__INFORMATION SHOWN__.

--- START ---

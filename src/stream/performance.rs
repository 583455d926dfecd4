use std::sync::atomic::{AtomicU64, AtomicU8, AtomicUsize, Ordering};
use std::sync::Mutex;
use std::time::Duration;

use serde::Serialize;
use sysinfo::{ProcessExt, System, SystemExt};

/// Cumulative streaming counters, shared by the loader, the buffer manager
/// and the stats tick
#[derive(Debug)]
pub struct PerformanceCounters {
    chunks_loaded: AtomicUsize,
    chunks_unloaded: AtomicUsize,
    total_bytes_loaded: AtomicU64,
    buffer_health: AtomicU8,
    // (average ms, sample count)
    load_time: Mutex<(f64, u64)>,
}

/// Serializable copy of the counters
#[derive(Debug, Clone, Default, PartialEq, Serialize)]
pub struct CounterSnapshot {
    pub chunks_loaded: usize,
    pub chunks_unloaded: usize,
    pub total_bytes_loaded: u64,
    pub average_load_time_ms: f64,
    pub buffer_health: u8,
}

#[derive(Debug, Clone, Copy, PartialEq, Serialize)]
pub struct MemoryUsage {
    pub bytes: u64,
    /// Megabytes rounded to two decimals
    pub mb: f64,
}

impl MemoryUsage {
    pub fn from_bytes(bytes: u64) -> Self {
        let mb = bytes as f64 / 1024.0 / 1024.0;
        Self {
            bytes,
            mb: (mb * 100.0).round() / 100.0,
        }
    }
}

/// Payload of the periodic stats event
#[derive(Debug, Clone, PartialEq, Serialize)]
pub struct PerformanceStats {
    #[serde(flatten)]
    pub counters: CounterSnapshot,
    /// Payload bytes of resident chunks
    pub memory_usage: MemoryUsage,
    pub active_chunks: usize,
    /// Resident set size of the whole process, when the platform reports it
    pub process_memory: Option<u64>,
}

impl Default for PerformanceCounters {
    fn default() -> Self {
        Self::new()
    }
}

impl PerformanceCounters {
    pub fn new() -> Self {
        Self {
            chunks_loaded: AtomicUsize::new(0),
            chunks_unloaded: AtomicUsize::new(0),
            total_bytes_loaded: AtomicU64::new(0),
            buffer_health: AtomicU8::new(0),
            load_time: Mutex::new((0.0, 0)),
        }
    }

    /// Record a successful chunk load
    pub fn record_load(&self, bytes: usize, elapsed: Duration) {
        self.chunks_loaded.fetch_add(1, Ordering::Relaxed);
        self.total_bytes_loaded.fetch_add(bytes as u64, Ordering::Relaxed);

        let ms = elapsed.as_secs_f64() * 1000.0;
        let mut load_time = self.load_time.lock().unwrap_or_else(|p| p.into_inner());
        let samples = load_time.1 + 1;
        load_time.0 = (load_time.0 * (samples - 1) as f64 + ms) / samples as f64;
        load_time.1 = samples;
    }

    pub fn record_unload(&self, count: usize) {
        self.chunks_unloaded.fetch_add(count, Ordering::Relaxed);
    }

    pub fn set_buffer_health(&self, health: u8) {
        self.buffer_health.store(health.min(100), Ordering::Relaxed);
    }

    pub fn buffer_health(&self) -> u8 {
        self.buffer_health.load(Ordering::Relaxed)
    }

    pub fn snapshot(&self) -> CounterSnapshot {
        let average = self.load_time.lock().unwrap_or_else(|p| p.into_inner()).0;
        CounterSnapshot {
            chunks_loaded: self.chunks_loaded.load(Ordering::Relaxed),
            chunks_unloaded: self.chunks_unloaded.load(Ordering::Relaxed),
            total_bytes_loaded: self.total_bytes_loaded.load(Ordering::Relaxed),
            average_load_time_ms: average,
            buffer_health: self.buffer_health(),
        }
    }

    pub fn reset(&self) {
        self.chunks_loaded.store(0, Ordering::Relaxed);
        self.chunks_unloaded.store(0, Ordering::Relaxed);
        self.total_bytes_loaded.store(0, Ordering::Relaxed);
        self.buffer_health.store(0, Ordering::Relaxed);
        *self.load_time.lock().unwrap_or_else(|p| p.into_inner()) = (0.0, 0);
    }
}

/// Samples the resident memory of the current process
#[derive(Debug)]
pub struct ProcessMonitor {
    system: Mutex<System>,
}

impl Default for ProcessMonitor {
    fn default() -> Self {
        Self::new()
    }
}

impl ProcessMonitor {
    pub fn new() -> Self {
        Self {
            system: Mutex::new(System::new()),
        }
    }

    /// Resident set size in bytes
    pub fn resident_memory(&self) -> Option<u64> {
        let pid = sysinfo::get_current_pid().ok()?;
        let mut system = self.system.lock().unwrap_or_else(|p| p.into_inner());
        if !system.refresh_process(pid) {
            return None;
        }
        system.process(pid).map(|process| process.memory())
    }
}

#[cfg(test)]
mod tests {
    use super::*;

    #[test]
    fn test_rolling_average_load_time() {
        let counters = PerformanceCounters::new();
        counters.record_load(1000, Duration::from_millis(100));
        counters.record_load(3000, Duration::from_millis(200));
        counters.record_load(2000, Duration::from_millis(300));

        let snapshot = counters.snapshot();
        assert_eq!(snapshot.chunks_loaded, 3);
        assert_eq!(snapshot.total_bytes_loaded, 6000);
        assert!((snapshot.average_load_time_ms - 200.0).abs() < 1e-6);
    }

    #[test]
    fn test_buffer_health_is_capped() {
        let counters = PerformanceCounters::new();
        counters.set_buffer_health(250);
        assert_eq!(counters.buffer_health(), 100);
    }

    #[test]
    fn test_reset_clears_counters() {
        let counters = PerformanceCounters::new();
        counters.record_load(10, Duration::from_millis(5));
        counters.record_unload(2);
        counters.reset();
        assert_eq!(counters.snapshot(), CounterSnapshot::default());
    }

    #[test]
    fn test_memory_usage_rounding() {
        let usage = MemoryUsage::from_bytes(1_572_864);
        assert_eq!(usage.mb, 1.5);

        let usage = MemoryUsage::from_bytes(1_234_567);
        assert_eq!(usage.mb, 1.18);
    }

    #[test]
    fn test_stats_serialize_flat() {
        let stats = PerformanceStats {
            counters: CounterSnapshot::default(),
            memory_usage: MemoryUsage::from_bytes(0),
            active_chunks: 2,
            process_memory: None,
        };
        let json = serde_json::to_value(&stats).unwrap();
        assert_eq!(json["active_chunks"], 2);
        assert_eq!(json["chunks_loaded"], 0);
    }

    #[test]
    fn test_process_monitor_reports_memory() {
        let monitor = ProcessMonitor::new();
        if let Some(rss) = monitor.resident_memory() {
            assert!(rss > 0);
        }
    }
}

--- END ---

__GOAL OF THE EXERCISE__. If a line in the material contains the word "derive", copy that line.

__TASK RESULT__.
#[derive(Debug)]
#[derive(Debug, Clone, Default, PartialEq, Serialize)]
#[derive(Debug, Clone, Copy, PartialEq, Serialize)]
#[derive(Debug, Clone, PartialEq, Serialize)]
#[derive(Debug)]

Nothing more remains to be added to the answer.